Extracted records
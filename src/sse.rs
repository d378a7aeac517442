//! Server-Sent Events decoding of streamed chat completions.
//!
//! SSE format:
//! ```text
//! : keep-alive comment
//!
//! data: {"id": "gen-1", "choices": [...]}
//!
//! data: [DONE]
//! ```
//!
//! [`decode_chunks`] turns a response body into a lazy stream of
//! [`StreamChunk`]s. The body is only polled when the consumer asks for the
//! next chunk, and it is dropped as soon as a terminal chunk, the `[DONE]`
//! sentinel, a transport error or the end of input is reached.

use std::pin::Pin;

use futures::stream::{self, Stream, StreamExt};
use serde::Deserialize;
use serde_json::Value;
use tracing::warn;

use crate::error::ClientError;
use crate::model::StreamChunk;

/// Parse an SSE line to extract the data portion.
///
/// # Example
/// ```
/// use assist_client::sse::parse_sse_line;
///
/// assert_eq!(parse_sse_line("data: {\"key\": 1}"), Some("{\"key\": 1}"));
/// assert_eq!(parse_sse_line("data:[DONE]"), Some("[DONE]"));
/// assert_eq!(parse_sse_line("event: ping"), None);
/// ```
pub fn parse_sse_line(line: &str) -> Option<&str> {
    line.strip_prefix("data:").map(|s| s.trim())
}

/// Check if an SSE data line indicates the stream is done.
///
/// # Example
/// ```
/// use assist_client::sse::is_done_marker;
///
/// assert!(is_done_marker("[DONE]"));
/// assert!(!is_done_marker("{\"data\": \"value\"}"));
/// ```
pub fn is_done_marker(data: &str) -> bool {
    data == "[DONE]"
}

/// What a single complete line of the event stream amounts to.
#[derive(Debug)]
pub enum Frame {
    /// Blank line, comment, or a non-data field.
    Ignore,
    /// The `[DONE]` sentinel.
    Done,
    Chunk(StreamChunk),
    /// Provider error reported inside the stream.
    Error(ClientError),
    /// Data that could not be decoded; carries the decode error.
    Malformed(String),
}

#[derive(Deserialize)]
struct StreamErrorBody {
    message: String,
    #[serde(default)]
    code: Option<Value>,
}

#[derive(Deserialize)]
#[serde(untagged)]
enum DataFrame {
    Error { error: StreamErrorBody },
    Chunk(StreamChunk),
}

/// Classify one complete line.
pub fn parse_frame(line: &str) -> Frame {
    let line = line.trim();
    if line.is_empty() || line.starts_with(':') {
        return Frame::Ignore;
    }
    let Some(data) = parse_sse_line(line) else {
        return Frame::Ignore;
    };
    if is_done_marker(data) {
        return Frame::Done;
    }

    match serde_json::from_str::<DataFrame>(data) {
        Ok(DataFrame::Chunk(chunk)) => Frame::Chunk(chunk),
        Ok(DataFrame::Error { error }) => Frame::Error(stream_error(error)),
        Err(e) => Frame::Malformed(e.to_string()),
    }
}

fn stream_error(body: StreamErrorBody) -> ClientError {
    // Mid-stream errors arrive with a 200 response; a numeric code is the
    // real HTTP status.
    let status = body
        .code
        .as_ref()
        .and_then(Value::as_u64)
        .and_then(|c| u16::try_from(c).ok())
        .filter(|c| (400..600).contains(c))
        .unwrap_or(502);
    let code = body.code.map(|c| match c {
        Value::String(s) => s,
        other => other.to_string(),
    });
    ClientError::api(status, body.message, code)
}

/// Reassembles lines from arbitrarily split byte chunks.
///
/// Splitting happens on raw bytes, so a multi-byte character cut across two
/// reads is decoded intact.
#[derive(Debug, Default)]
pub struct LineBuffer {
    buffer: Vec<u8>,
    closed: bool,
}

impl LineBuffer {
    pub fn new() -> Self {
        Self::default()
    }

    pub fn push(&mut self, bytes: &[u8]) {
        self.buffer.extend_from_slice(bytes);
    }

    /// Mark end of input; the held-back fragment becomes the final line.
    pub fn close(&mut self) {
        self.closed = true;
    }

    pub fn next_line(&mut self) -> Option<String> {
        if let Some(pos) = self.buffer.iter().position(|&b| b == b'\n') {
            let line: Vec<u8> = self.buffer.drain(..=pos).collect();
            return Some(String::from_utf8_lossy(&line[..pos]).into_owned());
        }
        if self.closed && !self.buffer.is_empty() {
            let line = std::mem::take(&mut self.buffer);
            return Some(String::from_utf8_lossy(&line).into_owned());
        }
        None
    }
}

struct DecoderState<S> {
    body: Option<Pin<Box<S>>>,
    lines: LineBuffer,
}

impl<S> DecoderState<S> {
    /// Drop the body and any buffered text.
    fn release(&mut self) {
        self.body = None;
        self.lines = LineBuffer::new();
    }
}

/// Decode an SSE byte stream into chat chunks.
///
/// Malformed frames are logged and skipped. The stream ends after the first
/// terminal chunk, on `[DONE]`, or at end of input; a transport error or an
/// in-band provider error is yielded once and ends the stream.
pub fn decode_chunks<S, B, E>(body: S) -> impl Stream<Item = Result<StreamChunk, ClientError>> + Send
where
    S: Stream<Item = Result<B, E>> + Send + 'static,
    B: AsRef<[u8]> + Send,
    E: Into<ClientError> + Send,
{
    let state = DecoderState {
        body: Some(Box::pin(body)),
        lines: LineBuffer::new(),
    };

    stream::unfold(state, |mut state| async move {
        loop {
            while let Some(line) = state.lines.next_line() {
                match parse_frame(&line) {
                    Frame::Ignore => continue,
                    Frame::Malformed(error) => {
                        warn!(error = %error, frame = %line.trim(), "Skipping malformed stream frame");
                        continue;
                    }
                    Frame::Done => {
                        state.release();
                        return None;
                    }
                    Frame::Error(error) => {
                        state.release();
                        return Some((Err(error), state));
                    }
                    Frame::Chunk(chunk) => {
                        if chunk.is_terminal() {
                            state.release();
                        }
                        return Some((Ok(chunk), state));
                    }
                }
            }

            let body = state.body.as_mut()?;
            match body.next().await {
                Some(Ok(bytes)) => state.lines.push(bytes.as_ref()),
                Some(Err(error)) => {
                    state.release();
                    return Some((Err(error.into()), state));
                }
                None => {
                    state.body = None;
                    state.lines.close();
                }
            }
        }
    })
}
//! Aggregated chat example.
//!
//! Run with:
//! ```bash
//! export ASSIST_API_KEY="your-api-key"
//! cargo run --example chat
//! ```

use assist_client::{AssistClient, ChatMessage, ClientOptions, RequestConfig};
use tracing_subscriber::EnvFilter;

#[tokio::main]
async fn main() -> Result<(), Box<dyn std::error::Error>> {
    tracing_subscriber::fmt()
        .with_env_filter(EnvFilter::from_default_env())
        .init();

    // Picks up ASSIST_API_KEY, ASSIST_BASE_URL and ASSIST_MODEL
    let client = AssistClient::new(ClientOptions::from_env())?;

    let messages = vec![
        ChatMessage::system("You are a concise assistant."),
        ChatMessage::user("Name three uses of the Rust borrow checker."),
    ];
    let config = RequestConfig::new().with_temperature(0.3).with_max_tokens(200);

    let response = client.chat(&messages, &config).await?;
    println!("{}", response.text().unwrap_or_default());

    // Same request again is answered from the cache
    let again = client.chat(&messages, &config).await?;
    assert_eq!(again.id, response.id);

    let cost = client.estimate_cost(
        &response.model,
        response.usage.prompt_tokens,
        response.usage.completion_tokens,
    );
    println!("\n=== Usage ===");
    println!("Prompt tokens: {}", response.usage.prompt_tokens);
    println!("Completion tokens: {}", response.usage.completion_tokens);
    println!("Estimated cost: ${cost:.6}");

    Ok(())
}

## [Problem requirements]
Return each line of the data above that includes the word "ClientOptions".

## [Output of the exercise]
use assist_client::{AssistClient, ChatMessage, ClientOptions, RequestConfig};
    let client = AssistClient::new(ClientOptions::from_env())?;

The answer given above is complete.